TASK ITEM » Each record should be set down again so that it matches the original exactly.

DATA RECORDS »
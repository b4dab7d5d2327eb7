//! Proxy service — forwards analysis requests to the inference backend and
//! relays its JSON (or a translated error) back to the caller.
//!
//! ## URL layout
//!
//! ```text
//! GET  /api/health
//! POST /api/health/refresh
//! POST /api/analyze-sentiment
//! POST /api/analyze-sentiment/batch
//! POST /api/extract-entities
//! GET  /favicon.ico              → 204
//! ```

mod api;

use std::sync::{
    Arc,
    atomic::{AtomicBool, Ordering},
};

use axum::{
    Router,
    http::StatusCode,
    routing::{get, post},
};
use tokio::net::TcpListener;
use tokio_util::sync::CancellationToken;
use tracing::{info, warn};

use crate::config::Config;
use crate::error::AppError;
use crate::inference::{InferenceClient, providers};

// ── Shared request state ──────────────────────────────────────────────────────

/// Router state injected into every handler.
///
/// Cheap to clone: the client is `Arc`-backed and the flag is shared.
#[derive(Clone)]
pub(crate) struct RelayState {
    pub inference: InferenceClient,
    /// Result of the most recent credential/model check.
    pub model_ready: Arc<AtomicBool>,
}

impl RelayState {
    pub fn is_ready(&self) -> bool {
        self.model_ready.load(Ordering::Acquire)
    }

    /// Run the backend check and record the outcome.
    pub async fn check_model(&self) -> bool {
        let ready = match self.inference.ping().await {
            Ok(()) => true,
            Err(e) => {
                warn!(backend = self.inference.backend_name(), error = %e, "model check failed");
                false
            }
        };
        self.model_ready.store(ready, Ordering::Release);
        ready
    }
}

// ── Relay ─────────────────────────────────────────────────────────────────────

pub struct Relay {
    state: RelayState,
}

impl Relay {
    /// Wrap an already-built client. `model_ready` is the initial health flag.
    pub fn new(inference: InferenceClient, model_ready: bool) -> Self {
        Self {
            state: RelayState {
                inference,
                model_ready: Arc::new(AtomicBool::new(model_ready)),
            },
        }
    }

    /// Build the relay from resolved config.
    ///
    /// Fails fast with a config error when the credential is missing. When
    /// `startup_check` is on, the backend is checked once and the result
    /// becomes the initial `model_ready`; a failed check is logged, not fatal.
    /// With the check off, readiness is assumed.
    pub async fn from_config(config: &Config) -> Result<Self, AppError> {
        let token = config.require_api_token()?;
        let inference = providers::build(&config.inference, token)?;

        let relay = Self::new(inference, !config.inference.startup_check);
        if config.inference.startup_check {
            let ready = relay.state.check_model().await;
            info!(backend = relay.state.inference.backend_name(), model_ready = ready, "startup model check done");
        } else {
            warn!(backend = relay.state.inference.backend_name(), "startup_check disabled, model readiness assumed");
        }
        Ok(relay)
    }

    pub fn model_ready(&self) -> bool {
        self.state.is_ready()
    }

    pub fn router(&self) -> Router {
        build_router(self.state.clone())
    }

    /// Bind `bind_addr` and serve until `shutdown` is cancelled.
    pub async fn serve(self, bind_addr: &str, shutdown: CancellationToken) -> Result<(), AppError> {
        let router = self.router();

        let listener = TcpListener::bind(bind_addr)
            .await
            .map_err(|e| AppError::Server(format!("relay bind failed on {bind_addr}: {e}")))?;

        info!(%bind_addr, model_ready = self.model_ready(), "relay listening");

        axum::serve(listener, router)
            .with_graceful_shutdown(async move { shutdown.cancelled().await })
            .await
            .map_err(|e| AppError::Server(format!("relay server error: {e}")))?;

        info!("relay shut down");
        Ok(())
    }
}

// ── Router ────────────────────────────────────────────────────────────────────

fn build_router(state: RelayState) -> Router {
    Router::new()
        .route("/api/health",                  get(api::health))
        .route("/api/health/refresh",          post(api::health_refresh))
        .route("/api/analyze-sentiment",       post(api::analyze_sentiment))
        .route("/api/analyze-sentiment/batch", post(api::analyze_sentiment_batch))
        .route("/api/extract-entities",        post(api::extract_entities))
        .route("/favicon.ico", get(|| async { StatusCode::NO_CONTENT }))
        .with_state(state)
}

EXERCISE ANSWER »
repository b4dab7d5d2327eb7
//! Proxy service — forwards analysis requests to the inference backend and
//! relays its JSON (or a translated error) back to the caller.
//!
//! ## URL layout
//!
//! ```text
//! GET  /api/health
//! POST /api/health/refresh
//! POST /api/analyze-sentiment
//! POST /api/analyze-sentiment/batch
//! POST /api/extract-entities
//! GET  /favicon.ico              → 204
//! ```

mod api;

use std::sync::{
    Arc,
    atomic::{AtomicBool, Ordering},
};

use axum::{
    Router,
    http::StatusCode,
    routing::{get, post},
};
use tokio::net::TcpListener;
use tokio_util::sync::CancellationToken;
use tracing::{info, warn};

use crate::config::Config;
use crate::error::AppError;
use crate::inference::{InferenceClient, providers};

// ── Shared request state ──────────────────────────────────────────────────────

/// Router state injected into every handler.
///
/// Cheap to clone: the client is `Arc`-backed and the flag is shared.
#[derive(Clone)]
pub(crate) struct RelayState {
    pub inference: InferenceClient,
    /// Result of the most recent credential/model check.
    pub model_ready: Arc<AtomicBool>,
}

impl RelayState {
    pub fn is_ready(&self) -> bool {
        self.model_ready.load(Ordering::Acquire)
    }

    /// Run the backend check and record the outcome.
    pub async fn check_model(&self) -> bool {
        let ready = match self.inference.ping().await {
            Ok(()) => true,
            Err(e) => {
                warn!(backend = self.inference.backend_name(), error = %e, "model check failed");
                false
            }
        };
        self.model_ready.store(ready, Ordering::Release);
        ready
    }
}

// ── Relay ─────────────────────────────────────────────────────────────────────

pub struct Relay {
    state: RelayState,
}

impl Relay {
    /// Wrap an already-built client. `model_ready` is the initial health flag.
    pub fn new(inference: InferenceClient, model_ready: bool) -> Self {
        Self {
            state: RelayState {
                inference,
                model_ready: Arc::new(AtomicBool::new(model_ready)),
            },
        }
    }

    /// Build the relay from resolved config.
    ///
    /// Fails fast with a config error when the credential is missing. When
    /// `startup_check` is on, the backend is checked once and the result
    /// becomes the initial `model_ready`; a failed check is logged, not fatal.
    /// With the check off, readiness is assumed.
    pub async fn from_config(config: &Config) -> Result<Self, AppError> {
        let token = config.require_api_token()?;
        let inference = providers::build(&config.inference, token)?;

        let relay = Self::new(inference, !config.inference.startup_check);
        if config.inference.startup_check {
            let ready = relay.state.check_model().await;
            info!(backend = relay.state.inference.backend_name(), model_ready = ready, "startup model check done");
        } else {
            warn!(backend = relay.state.inference.backend_name(), "startup_check disabled, model readiness assumed");
        }
        Ok(relay)
    }

    pub fn model_ready(&self) -> bool {
        self.state.is_ready()
    }

    pub fn router(&self) -> Router {
        build_router(self.state.clone())
    }

    /// Bind `bind_addr` and serve until `shutdown` is cancelled.
    pub async fn serve(self, bind_addr: &str, shutdown: CancellationToken) -> Result<(), AppError> {
        let router = self.router();

        let listener = TcpListener::bind(bind_addr)
            .await
            .map_err(|e| AppError::Server(format!("relay bind failed on {bind_addr}: {e}")))?;

        info!(%bind_addr, model_ready = self.model_ready(), "relay listening");

        axum::serve(listener, router)
            .with_graceful_shutdown(async move { shutdown.cancelled().await })
            .await
            .map_err(|e| AppError::Server(format!("relay server error: {e}")))?;

        info!("relay shut down");
        Ok(())
    }
}

// ── Router ────────────────────────────────────────────────────────────────────

fn build_router(state: RelayState) -> Router {
    Router::new()
        .route("/api/health",                  get(api::health))
        .route("/api/health/refresh",          post(api::health_refresh))
        .route("/api/analyze-sentiment",       post(api::analyze_sentiment))
        .route("/api/analyze-sentiment/batch", post(api::analyze_sentiment_batch))
        .route("/api/extract-entities",        post(api::extract_entities))
        .route("/favicon.ico", get(|| async { StatusCode::NO_CONTENT }))
        .with_state(state)
}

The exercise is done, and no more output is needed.